Records contained in a dataset:

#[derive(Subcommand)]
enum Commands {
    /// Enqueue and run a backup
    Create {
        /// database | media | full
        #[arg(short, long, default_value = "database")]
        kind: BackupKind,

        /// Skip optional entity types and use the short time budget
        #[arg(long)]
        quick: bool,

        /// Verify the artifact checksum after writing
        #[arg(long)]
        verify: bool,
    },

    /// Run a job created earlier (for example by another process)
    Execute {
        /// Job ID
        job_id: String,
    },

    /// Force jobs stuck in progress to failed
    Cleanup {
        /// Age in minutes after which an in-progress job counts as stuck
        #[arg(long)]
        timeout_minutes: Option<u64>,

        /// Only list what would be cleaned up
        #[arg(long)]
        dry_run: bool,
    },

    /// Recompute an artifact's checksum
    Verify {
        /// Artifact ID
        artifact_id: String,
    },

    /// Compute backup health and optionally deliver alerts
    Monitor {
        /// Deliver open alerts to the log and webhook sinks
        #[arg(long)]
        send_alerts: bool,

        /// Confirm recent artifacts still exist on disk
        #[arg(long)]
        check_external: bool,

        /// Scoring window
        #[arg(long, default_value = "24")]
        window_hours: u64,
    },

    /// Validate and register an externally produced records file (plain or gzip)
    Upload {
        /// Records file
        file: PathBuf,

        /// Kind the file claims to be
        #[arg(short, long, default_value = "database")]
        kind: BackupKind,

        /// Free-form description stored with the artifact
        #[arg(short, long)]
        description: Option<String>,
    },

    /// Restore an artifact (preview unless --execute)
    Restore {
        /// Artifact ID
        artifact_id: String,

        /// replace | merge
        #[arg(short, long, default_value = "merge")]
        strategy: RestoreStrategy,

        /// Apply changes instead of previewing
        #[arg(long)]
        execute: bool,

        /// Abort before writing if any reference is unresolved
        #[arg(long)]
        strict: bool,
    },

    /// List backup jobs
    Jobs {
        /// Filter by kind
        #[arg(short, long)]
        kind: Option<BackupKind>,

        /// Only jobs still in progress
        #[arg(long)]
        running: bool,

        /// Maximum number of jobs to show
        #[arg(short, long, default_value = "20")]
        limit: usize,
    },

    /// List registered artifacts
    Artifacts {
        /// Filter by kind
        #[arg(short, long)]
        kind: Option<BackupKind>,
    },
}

* * *

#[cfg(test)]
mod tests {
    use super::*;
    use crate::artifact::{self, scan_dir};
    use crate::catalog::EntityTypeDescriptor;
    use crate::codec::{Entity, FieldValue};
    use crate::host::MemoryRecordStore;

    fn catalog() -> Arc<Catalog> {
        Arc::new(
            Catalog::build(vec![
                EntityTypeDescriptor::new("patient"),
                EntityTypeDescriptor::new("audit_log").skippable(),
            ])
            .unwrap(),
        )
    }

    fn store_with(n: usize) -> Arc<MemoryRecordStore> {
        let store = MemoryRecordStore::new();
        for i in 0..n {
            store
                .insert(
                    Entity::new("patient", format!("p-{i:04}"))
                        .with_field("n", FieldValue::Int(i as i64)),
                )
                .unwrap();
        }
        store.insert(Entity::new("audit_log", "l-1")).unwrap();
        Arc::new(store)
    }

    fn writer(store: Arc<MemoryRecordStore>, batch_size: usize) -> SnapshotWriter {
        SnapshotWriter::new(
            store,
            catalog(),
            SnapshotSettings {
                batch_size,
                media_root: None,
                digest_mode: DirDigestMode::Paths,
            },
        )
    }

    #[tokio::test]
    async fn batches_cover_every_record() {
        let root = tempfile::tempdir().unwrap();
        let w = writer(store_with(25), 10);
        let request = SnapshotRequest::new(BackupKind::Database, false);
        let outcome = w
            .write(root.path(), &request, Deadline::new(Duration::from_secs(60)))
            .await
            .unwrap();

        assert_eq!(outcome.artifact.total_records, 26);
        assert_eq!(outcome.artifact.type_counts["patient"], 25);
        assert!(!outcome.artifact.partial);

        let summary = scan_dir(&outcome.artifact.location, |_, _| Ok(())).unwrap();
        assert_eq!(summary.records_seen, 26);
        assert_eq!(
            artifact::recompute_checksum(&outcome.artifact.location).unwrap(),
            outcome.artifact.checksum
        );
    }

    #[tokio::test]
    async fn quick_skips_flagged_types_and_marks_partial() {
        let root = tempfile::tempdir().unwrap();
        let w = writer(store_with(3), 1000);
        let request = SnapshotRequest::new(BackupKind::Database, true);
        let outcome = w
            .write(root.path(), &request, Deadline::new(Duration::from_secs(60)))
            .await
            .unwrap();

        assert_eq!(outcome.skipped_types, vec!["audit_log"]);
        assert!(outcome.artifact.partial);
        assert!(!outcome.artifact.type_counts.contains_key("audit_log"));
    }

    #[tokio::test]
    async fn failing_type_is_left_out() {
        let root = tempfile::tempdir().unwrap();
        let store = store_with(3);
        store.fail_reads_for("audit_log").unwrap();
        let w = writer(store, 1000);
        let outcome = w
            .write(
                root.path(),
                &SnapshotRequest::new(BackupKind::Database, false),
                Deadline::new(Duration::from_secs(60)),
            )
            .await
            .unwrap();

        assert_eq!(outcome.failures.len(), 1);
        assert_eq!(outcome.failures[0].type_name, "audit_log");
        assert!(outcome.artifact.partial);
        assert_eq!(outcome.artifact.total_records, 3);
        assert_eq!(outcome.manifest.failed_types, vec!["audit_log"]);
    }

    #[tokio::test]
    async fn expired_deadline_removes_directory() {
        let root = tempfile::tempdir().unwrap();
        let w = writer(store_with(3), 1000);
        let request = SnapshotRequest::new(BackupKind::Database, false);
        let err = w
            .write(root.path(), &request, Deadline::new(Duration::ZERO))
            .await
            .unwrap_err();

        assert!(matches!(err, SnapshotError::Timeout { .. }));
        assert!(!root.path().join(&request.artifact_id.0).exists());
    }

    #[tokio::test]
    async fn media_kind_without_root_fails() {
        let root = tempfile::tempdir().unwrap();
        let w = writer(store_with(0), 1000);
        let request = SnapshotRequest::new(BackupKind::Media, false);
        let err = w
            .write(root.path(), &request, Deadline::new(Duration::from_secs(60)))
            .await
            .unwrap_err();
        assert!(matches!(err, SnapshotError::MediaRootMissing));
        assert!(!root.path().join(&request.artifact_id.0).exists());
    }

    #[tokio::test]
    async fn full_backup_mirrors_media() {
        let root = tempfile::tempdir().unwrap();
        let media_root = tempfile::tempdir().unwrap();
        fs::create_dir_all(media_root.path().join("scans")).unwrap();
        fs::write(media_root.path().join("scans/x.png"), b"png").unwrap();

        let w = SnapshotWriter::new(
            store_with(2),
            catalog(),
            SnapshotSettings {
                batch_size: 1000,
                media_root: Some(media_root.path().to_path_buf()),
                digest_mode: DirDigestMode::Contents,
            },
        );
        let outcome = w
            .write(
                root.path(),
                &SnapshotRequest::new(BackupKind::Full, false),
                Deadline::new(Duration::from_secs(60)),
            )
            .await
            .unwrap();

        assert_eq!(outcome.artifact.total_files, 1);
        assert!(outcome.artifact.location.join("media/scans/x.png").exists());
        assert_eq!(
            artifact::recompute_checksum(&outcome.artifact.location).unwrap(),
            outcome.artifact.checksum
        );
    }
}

→ About this task:
The expected output is every line of the records in which the string "usize" appears.

→ Solution:
        limit: usize,
    fn store_with(n: usize) -> Arc<MemoryRecordStore> {
    fn writer(store: Arc<MemoryRecordStore>, batch_size: usize) -> SnapshotWriter {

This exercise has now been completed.